TRY IT:
Return the entries below exactly as written.

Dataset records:

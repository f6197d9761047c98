//! Derivative-set rules for first-order spatial derivative nodes $D_{x_i} g$.
//!
//! Differentiating $g$ in space shifts the multi-index of every functional atom by $e_i$ (the
//! operator Tx below). In addition, the chain rule produces one extra atom per derivative: either
//! the coordinate atom $x_i$ itself (Xx), or a functional atom $\partial g / \partial u$ whose
//! spatial derivative $D_{x_i} u_0$ is nonzero because $u$ is evaluated at a discrete function
//! $u_0$ (Zx).
use super::{SparsitySession, DIFF_OP_MAX_ORDER};
use crate::context::EvalContext;
use crate::error::SparsityError;
use crate::expr::{EvalPoint, ExprArena, NodeId};
use crate::settings::Verbosity;
use itertools::Itertools;
use log::trace;
use weakform_deriv::{Deriv, DerivSet, MultiIndex, MultipleDeriv};

/// Shifts the multi-index of functional atoms by `mi`.
///
/// Every multiple derivative produces one result per distinct functional atom whose shifted
/// multi-index remains valid, with a single copy of that atom replaced by its shifted version.
/// Atoms with spatial operators that have no multi-index are left alone.
pub fn shift_multi_indices(set: &DerivSet, mi: MultiIndex) -> DerivSet {
    let mut shifted = DerivSet::new();
    for md in set {
        for deriv in md.iter().dedup() {
            let alpha = match deriv.multi_index() {
                Ok(alpha) => alpha,
                Err(_) => continue,
            };
            let new_alpha = alpha + mi;
            if !new_alpha.is_valid() {
                continue;
            }
            let new_deriv = match deriv.with_multi_index(new_alpha) {
                Ok(new_deriv) => new_deriv,
                Err(_) => continue,
            };
            if let Some(replaced) = md.replace(deriv, new_deriv) {
                shifted.insert(replaced);
            }
        }
    }
    shifted
}

/// The first-order functional derivatives in `first_order` with respect to functions whose
/// spatial derivative along `mi` does not vanish at their evaluation point.
///
/// Functions evaluated at zero are dropped, since the spatial derivative of the zero function
/// vanishes. So are atoms with spatial operators that have no multi-index.
pub fn zero_eval_shift(arena: &ExprArena, first_order: &DerivSet, mi: MultiIndex) -> DerivSet {
    first_order.filter(|md| match md.derivs() {
        [deriv @ Deriv::Functional { func, .. }] => {
            let shifted_is_valid = deriv
                .multi_index()
                .map(|alpha| (alpha + mi).is_valid())
                .unwrap_or(false);
            shifted_is_valid && matches!(arena.eval_point(*func), Some(EvalPoint::Discrete(_)))
        }
        _ => false,
    })
}

/// The set containing the single coordinate atom in the direction of the derivative.
pub fn spatial_coordinate_set(direction: usize) -> DerivSet {
    DerivSet::singleton(MultipleDeriv::from(Deriv::coordinate(direction)))
}

impl<'a> SparsitySession<'a> {
    /// $W_n = (W_{n+1}(g) / (Z_x \cup X_x)) \cup T_x(W_n(g))$, for $n$ not exceeding
    /// [`DIFF_OP_MAX_ORDER`].
    pub(super) fn diff_compute_w(
        &mut self,
        direction: usize,
        arg: NodeId,
        order: usize,
        ctx: &EvalContext,
    ) -> Result<DerivSet, SparsityError> {
        if order > DIFF_OP_MAX_ORDER {
            return Ok(DerivSet::new());
        }
        let mi = MultiIndex::unit(direction);
        let chain_atoms = self.chain_atoms(direction, arg, ctx)?;
        let w_arg = self.find_w(arg, order, ctx)?;
        let w_arg_plus = self.find_w(arg, order + 1, ctx)?;
        Ok(w_arg_plus
            .divide(&chain_atoms)
            .union(&shift_multi_indices(&w_arg, mi)))
    }

    /// $V_n = (W_{n+1}(g) / Z_x) \cup (V_{n+1}(g) / X_x) \cup T_x(V_n(g))$.
    pub(super) fn diff_compute_v(
        &mut self,
        direction: usize,
        arg: NodeId,
        order: usize,
        ctx: &EvalContext,
    ) -> Result<DerivSet, SparsityError> {
        if order > DIFF_OP_MAX_ORDER {
            return Ok(DerivSet::new());
        }
        let mi = MultiIndex::unit(direction);
        let w_arg_first = self.find_w(arg, 1, ctx)?;
        let zx = zero_eval_shift(self.arena, &w_arg_first, mi);
        let w_arg_plus = self.find_w(arg, order + 1, ctx)?;
        let v_arg = self.find_v(arg, order, ctx)?;
        let v_arg_plus = self.find_v(arg, order + 1, ctx)?;

        let mut variable = w_arg_plus.divide(&zx);
        variable.merge(&v_arg_plus.divide(&spatial_coordinate_set(direction)));
        variable.merge(&shift_multi_indices(&v_arg, mi));
        Ok(variable)
    }

    /// Propagates the demand on $D_{x_i} g$ to $g$, and records the spatial derivatives of
    /// discrete functions that are needed to evaluate it.
    pub(super) fn diff_determine_r(
        &mut self,
        node: NodeId,
        direction: usize,
        arg: NodeId,
        ctx: &EvalContext,
        r_input: &[DerivSet],
    ) -> Result<(), SparsityError> {
        let mi = MultiIndex::unit(direction);
        let chain_atoms = self.chain_atoms(direction, arg, ctx)?;

        let mut r_arg = vec![DerivSet::new(); r_input.len() + 1];
        r_arg[0].insert(MultipleDeriv::new());
        if r_arg.len() > 1 {
            r_arg[1].merge(&spatial_coordinate_set(direction));
        }
        for (order, required) in r_input.iter().enumerate().take(DIFF_OP_MAX_ORDER + 1) {
            let w_arg = self.find_w(arg, order, ctx)?;
            let w_arg_plus = self.find_w(arg, order + 1, ctx)?;
            r_arg[order + 1].merge(&chain_atoms.product(required).intersection(&w_arg_plus));
            r_arg[order].merge(&shift_multi_indices(required, -mi).intersection(&w_arg));
        }
        self.determine_r(arg, ctx, &r_arg)?;

        let r_arg_first = self.find_r(arg, 1, ctx)?;
        for md in r_arg_first.iter() {
            if let [deriv @ Deriv::Functional { func, .. }] = md.derivs() {
                let discrete = match self.arena.discrete_eval_point(*func) {
                    Some(discrete) => discrete,
                    None => continue,
                };
                let alpha = deriv
                    .multi_index()
                    .map_err(|_| SparsityError::UnsupportedSpatialOp {
                        expr: self.arena.display(node).to_string(),
                        deriv: deriv.to_string(),
                    })?;
                if ctx.logs(Verbosity::High) {
                    trace!("Requesting D{} of discrete function {} in {}", alpha + mi, discrete, ctx);
                }
                self.request_multi_index(discrete, alpha + mi);
            }
        }
        Ok(())
    }

    /// $Z_x \cup X_x$, the atoms contributed by the chain rule.
    fn chain_atoms(&mut self, direction: usize, arg: NodeId, ctx: &EvalContext) -> Result<DerivSet, SparsityError> {
        let w_arg_first = self.find_w(arg, 1, ctx)?;
        let zx = zero_eval_shift(self.arena, &w_arg_first, MultiIndex::unit(direction));
        Ok(zx.union(&spatial_coordinate_set(direction)))
    }
}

WRITTEN SOLUTION:
repository f6197d9761047c98
//! Derivative-set rules for first-order spatial derivative nodes $D_{x_i} g$.
//!
//! Differentiating $g$ in space shifts the multi-index of every functional atom by $e_i$ (the
//! operator Tx below). In addition, the chain rule produces one extra atom per derivative: either
//! the coordinate atom $x_i$ itself (Xx), or a functional atom $\partial g / \partial u$ whose
//! spatial derivative $D_{x_i} u_0$ is nonzero because $u$ is evaluated at a discrete function
//! $u_0$ (Zx).
use super::{SparsitySession, DIFF_OP_MAX_ORDER};
use crate::context::EvalContext;
use crate::error::SparsityError;
use crate::expr::{EvalPoint, ExprArena, NodeId};
use crate::settings::Verbosity;
use itertools::Itertools;
use log::trace;
use weakform_deriv::{Deriv, DerivSet, MultiIndex, MultipleDeriv};

/// Shifts the multi-index of functional atoms by `mi`.
///
/// Every multiple derivative produces one result per distinct functional atom whose shifted
/// multi-index remains valid, with a single copy of that atom replaced by its shifted version.
/// Atoms with spatial operators that have no multi-index are left alone.
pub fn shift_multi_indices(set: &DerivSet, mi: MultiIndex) -> DerivSet {
    let mut shifted = DerivSet::new();
    for md in set {
        for deriv in md.iter().dedup() {
            let alpha = match deriv.multi_index() {
                Ok(alpha) => alpha,
                Err(_) => continue,
            };
            let new_alpha = alpha + mi;
            if !new_alpha.is_valid() {
                continue;
            }
            let new_deriv = match deriv.with_multi_index(new_alpha) {
                Ok(new_deriv) => new_deriv,
                Err(_) => continue,
            };
            if let Some(replaced) = md.replace(deriv, new_deriv) {
                shifted.insert(replaced);
            }
        }
    }
    shifted
}

/// The first-order functional derivatives in `first_order` with respect to functions whose
/// spatial derivative along `mi` does not vanish at their evaluation point.
///
/// Functions evaluated at zero are dropped, since the spatial derivative of the zero function
/// vanishes. So are atoms with spatial operators that have no multi-index.
pub fn zero_eval_shift(arena: &ExprArena, first_order: &DerivSet, mi: MultiIndex) -> DerivSet {
    first_order.filter(|md| match md.derivs() {
        [deriv @ Deriv::Functional { func, .. }] => {
            let shifted_is_valid = deriv
                .multi_index()
                .map(|alpha| (alpha + mi).is_valid())
                .unwrap_or(false);
            shifted_is_valid && matches!(arena.eval_point(*func), Some(EvalPoint::Discrete(_)))
        }
        _ => false,
    })
}

/// The set containing the single coordinate atom in the direction of the derivative.
pub fn spatial_coordinate_set(direction: usize) -> DerivSet {
    DerivSet::singleton(MultipleDeriv::from(Deriv::coordinate(direction)))
}

impl<'a> SparsitySession<'a> {
    /// $W_n = (W_{n+1}(g) / (Z_x \cup X_x)) \cup T_x(W_n(g))$, for $n$ not exceeding
    /// [`DIFF_OP_MAX_ORDER`].
    pub(super) fn diff_compute_w(
        &mut self,
        direction: usize,
        arg: NodeId,
        order: usize,
        ctx: &EvalContext,
    ) -> Result<DerivSet, SparsityError> {
        if order > DIFF_OP_MAX_ORDER {
            return Ok(DerivSet::new());
        }
        let mi = MultiIndex::unit(direction);
        let chain_atoms = self.chain_atoms(direction, arg, ctx)?;
        let w_arg = self.find_w(arg, order, ctx)?;
        let w_arg_plus = self.find_w(arg, order + 1, ctx)?;
        Ok(w_arg_plus
            .divide(&chain_atoms)
            .union(&shift_multi_indices(&w_arg, mi)))
    }

    /// $V_n = (W_{n+1}(g) / Z_x) \cup (V_{n+1}(g) / X_x) \cup T_x(V_n(g))$.
    pub(super) fn diff_compute_v(
        &mut self,
        direction: usize,
        arg: NodeId,
        order: usize,
        ctx: &EvalContext,
    ) -> Result<DerivSet, SparsityError> {
        if order > DIFF_OP_MAX_ORDER {
            return Ok(DerivSet::new());
        }
        let mi = MultiIndex::unit(direction);
        let w_arg_first = self.find_w(arg, 1, ctx)?;
        let zx = zero_eval_shift(self.arena, &w_arg_first, mi);
        let w_arg_plus = self.find_w(arg, order + 1, ctx)?;
        let v_arg = self.find_v(arg, order, ctx)?;
        let v_arg_plus = self.find_v(arg, order + 1, ctx)?;

        let mut variable = w_arg_plus.divide(&zx);
        variable.merge(&v_arg_plus.divide(&spatial_coordinate_set(direction)));
        variable.merge(&shift_multi_indices(&v_arg, mi));
        Ok(variable)
    }

    /// Propagates the demand on $D_{x_i} g$ to $g$, and records the spatial derivatives of
    /// discrete functions that are needed to evaluate it.
    pub(super) fn diff_determine_r(
        &mut self,
        node: NodeId,
        direction: usize,
        arg: NodeId,
        ctx: &EvalContext,
        r_input: &[DerivSet],
    ) -> Result<(), SparsityError> {
        let mi = MultiIndex::unit(direction);
        let chain_atoms = self.chain_atoms(direction, arg, ctx)?;

        let mut r_arg = vec![DerivSet::new(); r_input.len() + 1];
        r_arg[0].insert(MultipleDeriv::new());
        if r_arg.len() > 1 {
            r_arg[1].merge(&spatial_coordinate_set(direction));
        }
        for (order, required) in r_input.iter().enumerate().take(DIFF_OP_MAX_ORDER + 1) {
            let w_arg = self.find_w(arg, order, ctx)?;
            let w_arg_plus = self.find_w(arg, order + 1, ctx)?;
            r_arg[order + 1].merge(&chain_atoms.product(required).intersection(&w_arg_plus));
            r_arg[order].merge(&shift_multi_indices(required, -mi).intersection(&w_arg));
        }
        self.determine_r(arg, ctx, &r_arg)?;

        let r_arg_first = self.find_r(arg, 1, ctx)?;
        for md in r_arg_first.iter() {
            if let [deriv @ Deriv::Functional { func, .. }] = md.derivs() {
                let discrete = match self.arena.discrete_eval_point(*func) {
                    Some(discrete) => discrete,
                    None => continue,
                };
                let alpha = deriv
                    .multi_index()
                    .map_err(|_| SparsityError::UnsupportedSpatialOp {
                        expr: self.arena.display(node).to_string(),
                        deriv: deriv.to_string(),
                    })?;
                if ctx.logs(Verbosity::High) {
                    trace!("Requesting D{} of discrete function {} in {}", alpha + mi, discrete, ctx);
                }
                self.request_multi_index(discrete, alpha + mi);
            }
        }
        Ok(())
    }

    /// $Z_x \cup X_x$, the atoms contributed by the chain rule.
    fn chain_atoms(&mut self, direction: usize, arg: NodeId, ctx: &EvalContext) -> Result<DerivSet, SparsityError> {
        let w_arg_first = self.find_w(arg, 1, ctx)?;
        let zx = zero_eval_shift(self.arena, &w_arg_first, MultiIndex::unit(direction));
        Ok(zx.union(&spatial_coordinate_set(direction)))
    }
}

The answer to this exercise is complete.